Nel Play Store ci sono molte più applicazioni dedicate allo shopping di quante potessimo immaginarne all’inizio dei tempi, quando avevamo ancora l’Android Market e il robottino verde era ancora all’inizio. Eppure ora esiste un’intera categoria dedicata al nostro spendere soldi che comprende una vasta gamma di software, più o meno utili. Una di quelle più curiose, anche se abbiamo diversi dubbi sull’effettiva utilità, è Wanelo, che si propone un po’ con il Pinterest dello shopping.

Esattamente con il famoso social, questa app ha una controparte web, richiede l’iscrizione e si basa sulle immagini: se trovate qualcosa che vi aggrada e vorreste comprare è sufficiente scegliere il tasto Save It per aggiungerla alla vostra collezione o quello Buy It per andare al sito che lo vende. Le categorie presenti sono però un po’ povere: uomo, donna, bambino, casa. Non proprio il massimo della varietà e nemmeno della furbizia visto che nel 50% dei casi l’utente sarà abbastanza esperto di tecnologia da voler cercare qualcosa di inerente ad esso. Sì, esiste la ricerca, ma il problema è che i risultati saranno un po’ deludenti. Fate una prova e cercate “laptop”: non vi aspettavate qualcosa di meglio rispetto ai risultati presentati?

Oltre ovviamente alla schermata principale, quella con le proposte d’acquisto, Wanelo ha una pagina dedicata alle attività, comprese quelle degli amici che potete facilmente aggiungere usando Facebook, una con i messaggi ricevuti dagli utenti e quella dedicata al vostro profilo, dove potete creare Collection, ossia liste di oggetti che vorreste comprare o che vi piacerebbe ricevere in regalo (su larga scala sarebbe comodissimo sotto Natale e per i compleanni).

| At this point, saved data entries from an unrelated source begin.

use std::path::PathBuf;

use clap::{Parser, Subcommand};

/// Ingest documents into a vector collection and search them.
#[derive(Parser, Debug)]
#[command(name = "docrag", version, about = "Document chunking and similarity search")]
pub struct Cli {
    /// Configuration file (defaults to the platform config directory).
    #[arg(long, global = true)]
    pub config: Option<PathBuf>,

    /// Print machine-readable JSON instead of text.
    #[arg(long, global = true)]
    pub json: bool,

    #[command(subcommand)]
    pub command: Command,
}

#[derive(Subcommand, Debug)]
pub enum Command {
    /// Ingest files, or every supported file below a directory.
    Ingest {
        /// Files or directories to ingest.
        #[arg(required = true)]
        paths: Vec<PathBuf>,

        /// Document id to use instead of the file name (single file only).
        #[arg(long)]
        doc_id: Option<String>,

        /// Replace documents that are already indexed.
        #[arg(long)]
        replace: bool,
    },
    /// Remove every chunk of a document.
    Remove {
        doc_id: String,
    },
    /// Search for chunks similar to a query.
    Search {
        query: String,

        /// Number of results (defaults to `search.default_results`).
        #[arg(short = 'n', long = "results")]
        n_results: Option<usize>,
    },
    /// Show per-document statistics.
    Stats,
    /// Delete every chunk and recreate the empty collection.
    Clear,
    /// Show collection information.
    Info,
}

#[cfg(test)]
mod tests {
    use super::*;
    use pretty_assertions::assert_eq;

    #[test]
    fn test_parse_search() {
        let cli = Cli::try_parse_from(["docrag", "search", "rust tokio", "-n", "3", "--json"]).unwrap();
        assert!(cli.json);
        match cli.command {
            Command::Search { query, n_results } => {
                assert_eq!(query, "rust tokio");
                assert_eq!(n_results, Some(3));
            }
            other => panic!("unexpected command: {other:?}"),
        }
    }

    #[test]
    fn test_parse_ingest() {
        let cli = Cli::try_parse_from([
            "docrag",
            "--config",
            "custom.toml",
            "ingest",
            "a.txt",
            "docs/",
            "--replace",
        ])
        .unwrap();
        assert_eq!(cli.config, Some(PathBuf::from("custom.toml")));
        match cli.command {
            Command::Ingest {
                paths,
                doc_id,
                replace,
            } => {
                assert_eq!(paths, vec![PathBuf::from("a.txt"), PathBuf::from("docs/")]);
                assert_eq!(doc_id, None);
                assert!(replace);
            }
            other => panic!("unexpected command: {other:?}"),
        }
    }

    #[test]
    fn test_ingest_requires_paths() {
        assert!(Cli::try_parse_from(["docrag", "ingest"]).is_err());
    }
}
//! Search results and score conversion.

use docrag_vector_store::{EntryMetadata, QueryHit};
use serde::Serialize;

use crate::error::{Result, RetrievalError};

/// Convert an index distance into a similarity score in `(0, 1]`.
///
/// Distance 0 maps to 1 and larger distances map to smaller scores.
/// Negative or NaN distances are treated as 0; the score never drops below
/// `f64::MIN_POSITIVE`, even for infinite distances.
pub fn distance_to_score(distance: f32) -> f64 {
    let distance = f64::from(distance).max(0.0);
    (1.0 / (1.0 + distance)).max(f64::MIN_POSITIVE)
}

/// One ranked search hit.
#[derive(Debug, Clone, PartialEq, Serialize)]
pub struct SearchResult {
    doc_id: String,
    text: String,
    score: f64,
    metadata: EntryMetadata,
}

impl SearchResult {
    /// Build a result, rejecting scores outside `(0, 1]`.
    pub fn new(
        doc_id: impl Into<String>,
        text: impl Into<String>,
        score: f64,
        metadata: EntryMetadata,
    ) -> Result<Self> {
        if score.is_nan() || score <= 0.0 || score > 1.0 {
            return Err(RetrievalError::InvalidScore(score));
        }
        Ok(Self {
            doc_id: doc_id.into(),
            text: text.into(),
            score,
            metadata,
        })
    }

    /// Build a result from an index hit.
    pub fn from_hit(hit: QueryHit) -> Result<Self> {
        let score = distance_to_score(hit.distance);
        let entry = hit.entry;
        Self::new(entry.metadata.doc_id.clone(), entry.text, score, entry.metadata)
    }

    pub fn doc_id(&self) -> &str {
        &self.doc_id
    }

    pub fn text(&self) -> &str {
        &self.text
    }

    pub fn score(&self) -> f64 {
        self.score
    }

    pub fn metadata(&self) -> &EntryMetadata {
        &self.metadata
    }
}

Per i maniaci dello shopping e per tutti coloro in cerca di qualche particolare pezzo di arredamento l’app è sicuramente da provare; noi abbiamo avuto modo di utilizzarla proprio per ricercare qualcosa per la casa e ci ha dato qualche interessante soddisfazione. Tuttavia l’essere un po’ limitata nelle categorie e il presentare sempre e solo siti web stranieri non aiuta di certo l’acquirente del Bel Paese, che può essere attrattato dall’idea, dalla grafica, ma di sicuro non dall’utilità.